What you need to do: Search the data for lines holding the word "health". State how many there are, and nothing else.

[[ Input open ]]

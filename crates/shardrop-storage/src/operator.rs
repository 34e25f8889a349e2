//! OpenDAL Operator factory for shardrop storage backends
//!
//! Only `LoggingLayer` is applied. Retries belong to `ShardTransport`, and no
//! caching layer may sit in front of shard fetches.

use anyhow::{Context, Result};
use opendal::Operator;

use shardrop_core::config::StorageConfig;

/// Object-storage credentials, loaded by the binaries at startup and injected here
#[derive(Clone)]
pub struct StorageCredentials {
    pub access_key_id: String,
    pub secret_access_key: String,
}

impl std::fmt::Debug for StorageCredentials {
    fn fmt(&self, f: &mut std::fmt::Formatter<'_>) -> std::fmt::Result {
        f.debug_struct("StorageCredentials")
            .field("access_key_id", &self.access_key_id)
            .field("secret_access_key", &"[REDACTED]")
            .finish()
    }
}

impl StorageCredentials {
    /// Read credentials from `AWS_ACCESS_KEY_ID`/`AWS_SECRET_ACCESS_KEY`,
    /// falling back to `SHARDROP_ACCESS_KEY_ID`/`SHARDROP_SECRET_ACCESS_KEY`.
    ///
    /// Returns `None` unless both halves are set.
    pub fn from_env() -> Option<Self> {
        let var = |primary: &str, fallback: &str| {
            std::env::var(primary)
                .or_else(|_| std::env::var(fallback))
                .ok()
                .filter(|v| !v.is_empty())
        };
        Some(Self {
            access_key_id: var("AWS_ACCESS_KEY_ID", "SHARDROP_ACCESS_KEY_ID")?,
            secret_access_key: var("AWS_SECRET_ACCESS_KEY", "SHARDROP_SECRET_ACCESS_KEY")?,
        })
    }
}

/// Minimal config needed to build an S3 operator
#[derive(Debug, Clone)]
pub struct S3Config {
    pub endpoint: String,
    pub region: String,
    pub bucket: String,
    pub credentials: StorageCredentials,
}

/// Build an OpenDAL Operator for any S3-compatible endpoint
///
/// Uses path-style addressing (default in opendal 0.55), which MinIO and
/// SeaweedFS require.
pub fn build_s3_operator(cfg: &S3Config) -> Result<Operator> {
    let builder = opendal::services::S3::default()
        .endpoint(&cfg.endpoint)
        .region(&cfg.region)
        .bucket(&cfg.bucket)
        .access_key_id(&cfg.credentials.access_key_id)
        .secret_access_key(&cfg.credentials.secret_access_key);

    let op = Operator::new(builder)
        .context("creating OpenDAL S3 operator")?
        .layer(opendal::layers::LoggingLayer::default())
        .finish();

    Ok(op)
}

/// Build an operator for the configured backend (`s3`, `fs` or `memory`).
///
/// For `s3`, credentials are required. If `enforce_tls` is true and the
/// endpoint uses HTTP, this returns an error; otherwise a warning is logged
/// for non-HTTPS endpoints.
pub fn build_from_core_config(
    storage: &StorageConfig,
    credentials: Option<&StorageCredentials>,
) -> Result<Operator> {
    match storage.backend.as_str() {
        "s3" => {
            if storage.endpoint.starts_with("http://") {
                if storage.enforce_tls {
                    anyhow::bail!(
                        "S3 endpoint uses plaintext HTTP ({}), but enforce_tls is enabled. \
                         Use an HTTPS endpoint or set storage.enforce_tls = false for local development.",
                        storage.endpoint
                    );
                }
                tracing::warn!(
                    endpoint = %storage.endpoint,
                    "S3 endpoint uses plaintext HTTP, credentials are transmitted unencrypted. \
                     Set storage.enforce_tls = true and use HTTPS in production."
                );
            }

            let credentials = credentials
                .cloned()
                .context("s3 backend needs credentials (AWS_ACCESS_KEY_ID / AWS_SECRET_ACCESS_KEY)")?;

            build_s3_operator(&S3Config {
                endpoint: storage.endpoint.clone(),
                region: storage.region.clone(),
                bucket: storage.bucket.clone(),
                credentials,
            })
        }
        "fs" => {
            let root = storage
                .root
                .to_str()
                .with_context(|| format!("fs root is not UTF-8: {}", storage.root.display()))?;
            let op = Operator::new(opendal::services::Fs::default().root(root))
                .context("creating OpenDAL fs operator")?
                .layer(opendal::layers::LoggingLayer::default())
                .finish();
            Ok(op)
        }
        "memory" => {
            tracing::warn!("memory storage backend: shards are lost when the process exits");
            let op = Operator::new(opendal::services::Memory::default())
                .context("creating OpenDAL memory operator")?
                .layer(opendal::layers::LoggingLayer::default())
                .finish();
            Ok(op)
        }
        other => anyhow::bail!("unknown storage backend '{other}'"),
    }
}
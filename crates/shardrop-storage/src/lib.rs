//! shardrop-storage: OpenDAL storage abstraction + shard transport
//!
//! `BlobStore` is the seam between the transfer engine and object storage.
//! `ShardTransport` layers locator naming, bounded retry and per-request
//! timeouts on top of any `BlobStore`.

pub mod blob;
pub mod health;
pub mod operator;
pub mod transport;

pub use blob::BlobStore;
pub use health::{check_health, is_healthy};
pub use operator::{build_from_core_config, build_s3_operator, S3Config, StorageCredentials};
pub use transport::{RetryPolicy, ShardTransport, MIN_SHARD_BODY};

[[ Input closed ]]

Solved exercise: 2